Orchestrion is the required default for all new instrumentations. It is an AST rewriter that automatically wraps methods via JSON configuration, with correct CJS and ESM handling built in. Orchestrion handles ESM code far more reliably than traditional shimmer-based wrapping, which struggles with ESM's static module structure.

Config lives in packages/datadog-instrumentations/src/helpers/rewriter/instrumentations/<name>.js. See Orchestrion Reference for the full config format and examples.

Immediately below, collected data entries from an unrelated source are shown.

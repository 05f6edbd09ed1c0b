//! Hull integrity, state machine, and the destruction sequence.
//!
//! The hull carries its own armor profile, applied as a second resistance
//! pass independent of the layered calculator. Hull strength only moves
//! down under damage and up under explicit repair. Destruction is announced
//! when strength reaches zero and finalized after a tick-accumulated delay.

use std::collections::BTreeMap;

use broadside_core::config::ShipClassConfig;
use broadside_core::constants::*;
use broadside_core::enums::{DamageSource, DamageType, DestructionType, HullState};
use broadside_core::events::CombatEvent;
use broadside_core::types::{DamageEvent, HullReport};

use crate::armor::global_effectiveness;
use crate::bus::CombatBus;

/// Running destruction sequence.
#[derive(Debug, Clone, Copy)]
struct Destruction {
    kind: DestructionType,
    timer_secs: f64,
    delay_secs: f64,
}

#[derive(Debug, Clone)]
pub struct HullDamageSystem {
    max_strength: f64,
    strength: f64,
    state: HullState,
    /// Hull pass-through multiplier per damage type.
    armor: BTreeMap<DamageType, f64>,
    destruction: Option<Destruction>,
    dead: bool,
}

impl HullDamageSystem {
    pub fn from_config(config: &ShipClassConfig) -> Self {
        Self {
            max_strength: config.max_hull_strength,
            strength: config.max_hull_strength,
            state: HullState::Intact,
            armor: config.hull_armor.clone(),
            destruction: None,
            dead: false,
        }
    }

    /// Hull-specific pass-through multiplier for an event. Shares the
    /// global per-type effectiveness table with the layered calculator.
    fn pass_through(&self, event: &DamageEvent) -> f64 {
        let mut multiplier = self
            .armor
            .get(&event.damage_type)
            .copied()
            .unwrap_or(1.0)
            .clamp(0.0, 1.0);
        let piercing = event.armor_piercing.clamp(0.0, 1.0);
        if piercing > 0.0 {
            multiplier += (1.0 - multiplier) * piercing;
        }
        let absorbed = ((1.0 - multiplier) * global_effectiveness(event.damage_type)).clamp(0.0, 1.0);
        1.0 - absorbed
    }

    /// Apply post-armor damage to the hull.
    pub fn apply(&mut self, damage: f64, event: &DamageEvent, bus: &mut CombatBus) -> HullReport {
        let mut report = HullReport {
            damage_applied: 0.0,
            strength_remaining: self.strength,
            state: self.state,
            destruction_triggered: false,
        };

        if !damage.is_finite() || damage <= MIN_DAMAGE_THRESHOLD || self.destruction.is_some() {
            return report;
        }

        let applied = damage * self.pass_through(event);
        if applied <= 0.0 {
            return report;
        }

        self.strength = (self.strength - applied).max(0.0);
        report.damage_applied = applied;
        report.strength_remaining = self.strength;

        let new_state = self.state_for_strength();
        bus.emit(CombatEvent::HullDamaged {
            amount: applied,
            strength_remaining: self.strength,
            state: new_state,
        });
        if new_state != self.state {
            bus.emit(CombatEvent::HullStateChanged {
                from: self.state,
                to: new_state,
            });
            self.state = new_state;
        }
        report.state = self.state;

        if self.strength <= 0.0 {
            let kind = select_destruction(applied, self.max_strength, event);
            self.begin_destruction(kind, bus);
            report.destruction_triggered = true;
        }

        report
    }

    /// Advance the destruction timer. Finalizes once the delay elapses.
    pub fn tick(&mut self, delta: f64, bus: &mut CombatBus) {
        if self.dead || delta <= 0.0 {
            return;
        }
        if let Some(destruction) = &mut self.destruction {
            destruction.timer_secs += delta;
            if destruction.timer_secs >= destruction.delay_secs {
                self.dead = true;
                bus.emit(CombatEvent::ShipDestroyed {
                    destruction: destruction.kind,
                });
            }
        }
    }

    /// Restore hull strength. No-op while destruction is in progress.
    /// Returns the amount actually repaired.
    pub fn repair(&mut self, amount: f64, bus: &mut CombatBus) -> f64 {
        if self.destruction.is_some() || !amount.is_finite() || amount <= 0.0 {
            return 0.0;
        }
        let actual = amount.min(self.max_strength - self.strength);
        self.strength += actual;
        let new_state = self.state_for_strength();
        if new_state != self.state {
            bus.emit(CombatEvent::HullStateChanged {
                from: self.state,
                to: new_state,
            });
            self.state = new_state;
        }
        actual
    }

    /// Deliberate self-destruct: zeroes the hull and starts a Scuttled
    /// destruction sequence. No-op if destruction is already in progress.
    pub fn scuttle(&mut self, bus: &mut CombatBus) {
        if self.destruction.is_some() {
            return;
        }
        self.strength = 0.0;
        let previous = self.state;
        self.state = HullState::Destroyed;
        if previous != self.state {
            bus.emit(CombatEvent::HullStateChanged {
                from: previous,
                to: self.state,
            });
        }
        self.begin_destruction(DestructionType::Scuttled, bus);
    }

    fn begin_destruction(&mut self, kind: DestructionType, bus: &mut CombatBus) {
        self.destruction = Some(Destruction {
            kind,
            timer_secs: 0.0,
            delay_secs: DESTRUCTION_DELAY_SECS,
        });
        bus.emit(CombatEvent::DestructionStarted { destruction: kind });
    }

    fn state_for_strength(&self) -> HullState {
        let pct = self.strength / self.max_strength;
        if pct > HULL_INTACT_PCT {
            HullState::Intact
        } else if pct > HULL_DAMAGED_PCT {
            HullState::Damaged
        } else if pct > HULL_CRITICAL_PCT {
            HullState::Critical
        } else if pct > 0.0 {
            HullState::Failing
        } else {
            HullState::Destroyed
        }
    }

    pub fn strength(&self) -> f64 {
        self.strength
    }

    pub fn max_strength(&self) -> f64 {
        self.max_strength
    }

    pub fn state(&self) -> HullState {
        self.state
    }

    pub fn destruction_in_progress(&self) -> bool {
        self.destruction.is_some() && !self.dead
    }

    pub fn destruction_type(&self) -> Option<DestructionType> {
        self.destruction.map(|d| d.kind)
    }

    /// Whether the destruction delay has elapsed and the ship is finalized.
    pub fn is_dead(&self) -> bool {
        self.dead
    }
}

/// Pick the destruction type from the triggering event, by priority.
fn select_destruction(applied: f64, max_hull: f64, event: &DamageEvent) -> DestructionType {
    if applied > max_hull * CATASTROPHIC_DAMAGE_FRACTION {
        DestructionType::Catastrophic
    } else if event.damage_type == DamageType::Explosive {
        DestructionType::Explosive
    } else if event.source == DamageSource::Collision {
        DestructionType::Structural
    } else {
        DestructionType::Normal
    }
}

When Shimmer Is Necessary Instead

Shimmer (addHook + shimmer.wrap) should only be used when orchestrion cannot handle the pattern. When using shimmer, always include a code comment explaining why orchestrion is not viable. Valid reasons:

  • Dynamic method interception — methods created at runtime or on prototype chains that orchestrion's static analysis cannot reach
  • Factory patterns — wrapping return values of factory functions
  • Argument modification — instrumentations that need to mutate arguments before the original call

If none of these apply, use orchestrion. For shimmer patterns, refer to existing shimmer-based instrumentations in the codebase (e.g., packages/datadog-instrumentations/src/pg.js). Always try to use Orchestrion when beginning a new integration!

Plugin Base Classes

Plugins extend a base class matching the library type. The base class provides automatic channel subscriptions, span lifecycle, and type-specific tags.

Plugin
├── CompositePlugin              — Multiple sub-plugins (produce + consume)
├── LogPlugin                    — Log correlation injection (no spans)
├── WebPlugin                    — Base web plugin
│   └── RouterPlugin             — Web frameworks with middleware
└── TracingPlugin                — Base for all span-creating plugins
    ├── InboundPlugin            — Inbound calls
    │   ├── ServerPlugin         — HTTP servers
    │   └── ConsumerPlugin       — Message consumers (DSM)
    └── OutboundPlugin           — Outbound calls
        ├── ProducerPlugin       — Message producers (DSM)
        └── ClientPlugin         — HTTP/RPC clients
            └── StoragePlugin    — Storage systems
                ├── DatabasePlugin   — Database clients (DBM, db.* tags)
                └── CachePlugin      — Key-value caches

Wrong base class = complex workarounds. Always match the library type to the base class.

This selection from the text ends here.